More than 800, including Bott, were referred to a physician for follow-up testing or treatment. Twelve women, or 1.5 percent, were diagnosed with either breast cancer or a cardiac ailment.

“For me, having a mobile unit come to where I work was a potential lifesaver,” said Bott. “If it hadn’t come, I don’t think I would have gone for a mammogram.”

That’s proof for Silliman that the concept is working.

“If one coach can screen 8,000 women a year, and we grow to five coaches, we could see 40,000 women a year,” she said.

To screen or not to screen

When a mobile-mammography service rolls up to a workplace or community center, women need to ask whether the screening is appropriate for them, experts say.

That’s not as easy as it sounds.

Controversy still surrounds the question of which women should receive screening mammograms and when.

The American Cancer Society recommends yearly mammograms starting at age 40 for women who have no family history of breast cancer.

However, the U.S. Preventive Services Task Force, a group of independent health experts convened by the U.S. Department of Health and Human Services, says routine screening for average-risk women shouldn’t begin until age 50, after which they should have a mammogram every two years.

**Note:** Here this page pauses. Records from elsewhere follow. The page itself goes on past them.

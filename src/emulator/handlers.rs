//! Routing and per-operation handlers of the emulated service.

use super::authorize::{Authorizer, Principal};
use super::state::{parent_of, CopyRecord, DirectoryEntry, FileEntry, ServiceState, ShareEntry, Stamp};
use super::CopyCompletion;
use crate::copy::{CopyState, CopyStatus};
use crate::file::{ContentSettings, Metadata};
use crate::sas::{SharedAccessHeaders, SharedAccessPermissions};
use crate::transport::headers::*;
use crate::transport::{StorageRequest, StorageResponse};
use crate::utils::datetime::to_rfc1123;
use bytes::Bytes;
use percent_encoding::percent_decode_str;
use quick_xml::escape::escape;
use reqwest::header::{self, HeaderValue, IF_MATCH};
use reqwest::{Method, StatusCode};
use tracing::warn;
use url::Url;

type Outcome = Result<StorageResponse, Box<StorageResponse>>;

/// What a request addresses below the share.
#[derive(Debug, Clone, PartialEq, Eq)]
pub(crate) enum Scope {
    Share,
    Directory(String),
    File(String),
}

#[derive(Debug, Clone)]
pub(crate) struct Route {
    pub share: String,
    pub scope: Scope,
    pub secondary: bool,
}

impl Route {
    /// Route of `url` on `account`'s endpoints, or `None` for another host.
    pub fn parse(account: &str, url: &Url) -> Result<Option<Self>, Box<StorageResponse>> {
        let host = url.host_str().unwrap_or_default();
        let secondary = match host.split_once('.') {
            Some((label, _)) if label == account => false,
            Some((label, _)) if label == format!("{account}-secondary") => true,
            _ => return Ok(None),
        };

        let mut segments = url
            .path_segments()
            .into_iter()
            .flatten()
            .filter(|s| !s.is_empty())
            .map(|s| percent_decode_str(s).decode_utf8_lossy().into_owned());
        let Some(share) = segments.next() else {
            return Err(fail(StatusCode::BAD_REQUEST, "InvalidUri", "The requested URI does not represent any resource on the server."));
        };
        let path = segments.collect::<Vec<_>>().join("/");

        let restype = query_value(url, "restype");
        let scope = match (restype.as_deref(), path.is_empty()) {
            (Some("share"), true) => Scope::Share,
            (Some("directory"), _) => Scope::Directory(path),
            (None, false) => Scope::File(path),
            _ => {
                return Err(fail(
                    StatusCode::BAD_REQUEST,
                    "InvalidQueryParameterValue",
                    "Value for one of the query parameters specified in the request URI is invalid.",
                ))
            }
        };

        Ok(Some(Self {
            share,
            scope,
            secondary,
        }))
    }
}

pub(crate) struct Context<'a> {
    pub account: &'a str,
    pub authorizer: Authorizer<'a>,
    pub copy_completion: CopyCompletion,
    pub list_page_size: usize,
}

pub(crate) fn error_response(status: StatusCode, code: &str, message: &str) -> StorageResponse {
    let mut response = StorageResponse::new(status);
    set(&mut response, X_MS_ERROR_CODE, code);
    set(&mut response, header::CONTENT_TYPE.as_str(), "application/xml");
    response.body = Bytes::from(format!(
        "<?xml version=\"1.0\" encoding=\"utf-8\"?><Error><Code>{}</Code><Message>{}</Message></Error>",
        escape(code),
        escape(message)
    ));
    response
}

fn fail(status: StatusCode, code: &str, message: &str) -> Box<StorageResponse> {
    Box::new(error_response(status, code, message))
}

fn set(response: &mut StorageResponse, name: &'static str, value: &str) {
    if let Ok(value) = HeaderValue::from_str(value) {
        response.headers.insert(name, value);
    }
}

fn query_value(url: &Url, name: &str) -> Option<String> {
    url.query_pairs()
        .find(|(n, _)| n == name)
        .map(|(_, v)| v.into_owned())
}

fn missing_header(name: &str) -> Box<StorageResponse> {
    fail(
        StatusCode::BAD_REQUEST,
        "MissingRequiredHeader",
        &format!("An HTTP header that's mandatory for this request is not specified: {name}"),
    )
}

fn invalid_header(name: &str) -> Box<StorageResponse> {
    fail(
        StatusCode::BAD_REQUEST,
        "InvalidHeaderValue",
        &format!("The value for the HTTP header '{name}' is not in the correct format."),
    )
}

fn share_not_found() -> Box<StorageResponse> {
    fail(StatusCode::NOT_FOUND, "ShareNotFound", "The specified share does not exist.")
}

fn resource_not_found() -> Box<StorageResponse> {
    fail(StatusCode::NOT_FOUND, "ResourceNotFound", "The specified resource does not exist.")
}

fn parent_not_found() -> Box<StorageResponse> {
    fail(StatusCode::NOT_FOUND, "ParentNotFound", "The specified parent path does not exist.")
}

fn stamped(status: StatusCode, stamp: &Stamp) -> StorageResponse {
    let mut response = StorageResponse::new(status);
    set(&mut response, header::ETAG.as_str(), &stamp.etag);
    set(&mut response, header::LAST_MODIFIED.as_str(), &to_rfc1123(stamp.last_modified));
    response
}

fn write_metadata(response: &mut StorageResponse, metadata: &Metadata) {
    for (key, value) in metadata.iter() {
        if let (Ok(name), Ok(value)) = (
            header::HeaderName::from_bytes(format!("{X_MS_META_PREFIX}{key}").as_bytes()),
            HeaderValue::from_str(value),
        ) {
            response.headers.insert(name, value);
        }
    }
}

fn content_settings_from(request: &StorageRequest) -> ContentSettings {
    let get = |name: &str| request.header_str(name).map(str::to_string);
    ContentSettings {
        content_type: get(X_MS_CONTENT_TYPE),
        content_encoding: get(X_MS_CONTENT_ENCODING),
        content_language: get(X_MS_CONTENT_LANGUAGE),
        content_disposition: get(X_MS_CONTENT_DISPOSITION),
        cache_control: get(X_MS_CACHE_CONTROL),
    }
}

/// Parse `bytes=a-b` (or `bytes=a-`).
fn parse_range(value: &str) -> Option<(u64, Option<u64>)> {
    let (start, end) = value.trim().strip_prefix("bytes=")?.split_once('-')?;
    let start = start.parse().ok()?;
    let end = if end.is_empty() { None } else { Some(end.parse().ok()?) };
    if end.is_some_and(|end| end < start) {
        return None;
    }
    Some((start, end))
}

fn check_if_match(request: &StorageRequest, stamp: &Stamp) -> Result<(), Box<StorageResponse>> {
    match request.header_str(IF_MATCH.as_str()) {
        Some(condition) if condition != "*" && condition != stamp.etag => Err(fail(
            StatusCode::PRECONDITION_FAILED,
            "ConditionNotMet",
            "The condition specified using HTTP conditional header(s) is not met.",
        )),
        _ => Ok(()),
    }
}

fn required_access(method: &Method, scope: &Scope, comp: Option<&str>) -> SharedAccessPermissions {
    match (method, scope, comp) {
        (&Method::GET, Scope::Directory(_), Some("list")) => SharedAccessPermissions::LIST,
        (&Method::GET | &Method::HEAD, _, _) => SharedAccessPermissions::READ,
        (&Method::DELETE, _, _) => SharedAccessPermissions::DELETE,
        (&Method::PUT, Scope::Share | Scope::Directory(_), _) => SharedAccessPermissions::CREATE,
        (&Method::PUT, Scope::File(_), None) => SharedAccessPermissions::CREATE,
        _ => SharedAccessPermissions::WRITE,
    }
}

/// Answer one request against `state`.
pub(crate) fn handle(state: &mut ServiceState, ctx: &Context<'_>, request: &StorageRequest) -> StorageResponse {
    dispatch(state, ctx, request).unwrap_or_else(|response| *response)
}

Marla Silliman, who heads women’s health services at Florida Hospital, favors the society’s guidelines and adds that her service won’t screen any woman who has had a mammogram within the past year, which coincides with what most insurance plans will cover.

But Gerard Anderson, professor of health economics at the Johns Hopkins Bloomberg School of Public Health, said he “would tend to use the USPTF guidelines, which are more objective.”

Over-testing is a concern not only because it’s costly but because more invasive follow-up procedures can do harm. Mammograms emit small amounts of radiation.

Studies have found that having many mammograms during a lifetime appears to contribute to breast cancer, though the risk from such exposures is low, experts say.